Independent researcher, México.
Int J Health Plann Manage. 2019 Jan;34(1):e46-e71. doi: 10.1002/hpm.2698. Epub 2018 Nov 8.
To present a systematic narrative review, informed by international experience, on the use of genomic analysis technologies in the primary care of noncommunicable chronic diseases (NCDs) during the last 20 years.
We used the methodology for conducting systematic reviews proposed by the Center for Coordination and Information on Evidence for Policies and Practices. The selected articles were organized by time, place, study design, and type of DNA sequencing. Finally, we analyzed the implications of our findings for health systems in middle-income and low-income countries focusing on a NCD high prevalence country such as México.
Evidence concerning the use of DNA sequencing in primary care for NCDs was scarce and geographically concentrated in high-income countries. Use was limited by costs, insufficient knowledge among health care personnel, and a lack of confidence on the part of users.

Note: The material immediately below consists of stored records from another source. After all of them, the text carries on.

// SPDX-FileCopyrightText: 2026 Corvus Contributors
// SPDX-License-Identifier: MIT OR Apache-2.0

//! Working-context assembly for generation.
//!
//! The message array is `[system: base_prompt]`, one system message per
//! retrieved document, the prior history, and finally the prepared user
//! turn (`context_prompt || query_prompt || query`).

use std::collections::HashMap;

use tracing::warn;

use corvus_core::{ChatMessage, ScoredPoint};

/// Payload key holding a retrieved chunk's text.
const TEXT_KEY: &str = "text";

/// Prompt templates around the user's query.
#[derive(Debug, Clone, Default)]
pub struct PromptConfig {
    /// System prompt opening every conversation.
    pub base_prompt: String,
    /// Prefix introducing the retrieved-context block in the user turn.
    pub context_prompt: String,
    /// Prefix introducing the raw query in the user turn.
    pub query_prompt: String,
}

/// Renders one retrieved point as a context document block.
///
/// Returns `None` when the payload carries no text, so the caller can
/// skip it with a warning.
pub fn render_context_doc(point: &ScoredPoint) -> Option<String> {
    let text = point.payload.get(TEXT_KEY).and_then(|v| v.as_str())?;

    let mut block = String::with_capacity(text.len() + 64);
    block.push_str("Context document:\n");

    let mut keys: Vec<&String> = point
        .payload
        .keys()
        .filter(|k| k.as_str() != TEXT_KEY)
        .collect();
    keys.sort();
    for key in keys {
        let value = &point.payload[key];
        let rendered = value.as_str().map(str::to_string).unwrap_or_else(|| value.to_string());
        block.push_str(&format!("{key}: {rendered}\n"));
    }

    block.push_str("Content:\n");
    block.push_str(text);
    Some(block)
}

/// The prepared user turn: context prompt, query prompt, then the query.
pub fn prepare_user_turn(config: &PromptConfig, query: &str) -> String {
    let mut turn = String::new();
    if !config.context_prompt.is_empty() {
        turn.push_str(&config.context_prompt);
        turn.push('\n');
    }
    if !config.query_prompt.is_empty() {
        turn.push_str(&config.query_prompt);
        turn.push('\n');
    }
    turn.push_str(query);
    turn
}

/// Assembles the full message array for one generation call.
pub fn build_messages(
    config: &PromptConfig,
    docs: &[ScoredPoint],
    history: &[ChatMessage],
    query: &str,
) -> Vec<ChatMessage> {
    let mut messages = Vec::with_capacity(docs.len() + history.len() + 2);
    messages.push(ChatMessage::system(config.base_prompt.clone()));

    for doc in docs {
        match render_context_doc(doc) {
            Some(block) => messages.push(ChatMessage::system(block)),
            None => warn!(doc_id = %doc.id, "retrieved document without text payload"),
        }
    }

    messages.extend(history.iter().cloned());
    messages.push(ChatMessage::user(prepare_user_turn(config, query)));
    messages
}

#[cfg(test)]
mod tests {
    use super::*;

    fn point(payload: &[(&str, serde_json::Value)]) -> ScoredPoint {
        ScoredPoint {
            id: "p1".to_string(),
            score: 0.9,
            payload: payload
                .iter()
                .map(|(k, v)| (k.to_string(), v.clone()))
                .collect::<HashMap<_, _>>(),
        }
    }

    #[test]
    fn render_includes_metadata_and_content() {
        let p = point(&[
            ("text", serde_json::json!("chunk body")),
            ("document_id", serde_json::json!("doc-1")),
            ("ordinal", serde_json::json!(2)),
        ]);
        let block = render_context_doc(&p).unwrap();
        assert!(block.starts_with("Context document:\n"));
        assert!(block.contains("document_id: doc-1\n"));
        assert!(block.contains("ordinal: 2\n"));
        assert!(block.ends_with("Content:\nchunk body"));
    }

    #[test]
    fn render_without_text_is_none() {
        let p = point(&[("document_id", serde_json::json!("doc-1"))]);
        assert!(render_context_doc(&p).is_none());
    }

    #[test]
    fn prepare_user_turn_concatenates_prompts() {
        let config = PromptConfig {
            base_prompt: "base".to_string(),
            context_prompt: "Use the context above.".to_string(),
            query_prompt: "Question:".to_string(),
        };
        let turn = prepare_user_turn(&config, "What is Corvus?");
        assert_eq!(turn, "Use the context above.\nQuestion:\nWhat is Corvus?");
    }

    #[test]
    fn prepare_user_turn_with_empty_prompts_is_the_query() {
        let config = PromptConfig::default();
        assert_eq!(prepare_user_turn(&config, "raw query"), "raw query");
    }

    #[test]
    fn build_messages_orders_sections() {
        let config = PromptConfig {
            base_prompt: "You are helpful.".to_string(),
            ..Default::default()
        };
        let docs = vec![
            point(&[("text", serde_json::json!("first doc"))]),
            point(&[("no_text", serde_json::json!(true))]), // skipped
            point(&[("text", serde_json::json!("second doc"))]),
        ];
        let history = vec![
            ChatMessage::user("earlier question"),
            ChatMessage::assistant("earlier answer"),
        ];

        let messages = build_messages(&config, &docs, &history, "new question");

        // system base, 2 doc systems, 2 history, 1 user turn.
        assert_eq!(messages.len(), 6);
        assert_eq!(messages[0].role, "system");
        assert_eq!(messages[0].content, "You are helpful.");
        assert!(messages[1].content.contains("first doc"));
        assert!(messages[2].content.contains("second doc"));
        assert_eq!(messages[3].content, "earlier question");
        assert_eq!(messages[4].content, "earlier answer");
        assert_eq!(messages[5].role, "user");
        assert_eq!(messages[5].content, "new question");
    }
}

The use of DNA sequencing for primary care of NCDs is a challenge for low- and middle-income countries. More evidence is needed on cost effectiveness, public funding mechanisms, and the training of health care personnel for its implementation.
根据国际经验,对过去 20 年来基因组分析技术在非传染性慢性病(NCD)初级保健中的应用进行系统叙述性综述。
我们使用了协调和信息中心提出的证据进行政策和实践系统评价方法。选择的文章按时间、地点、研究设计和 DNA 测序类型进行组织。最后,我们分析了我们的发现对中低收入国家卫生系统的影响,重点关注墨西哥等 NCD 高流行国家。
有关 DNA 测序在 NCD 初级保健中的应用的证据很少,且在地理上集中在高收入国家。由于成本、医疗保健人员知识不足以及用户信心不足,其应用受到限制。
DNA 测序在 NCD 初级保健中的应用对中低收入国家来说是一个挑战。需要更多关于成本效益、公共资金机制和医疗保健人员培训的证据,以实施该技术。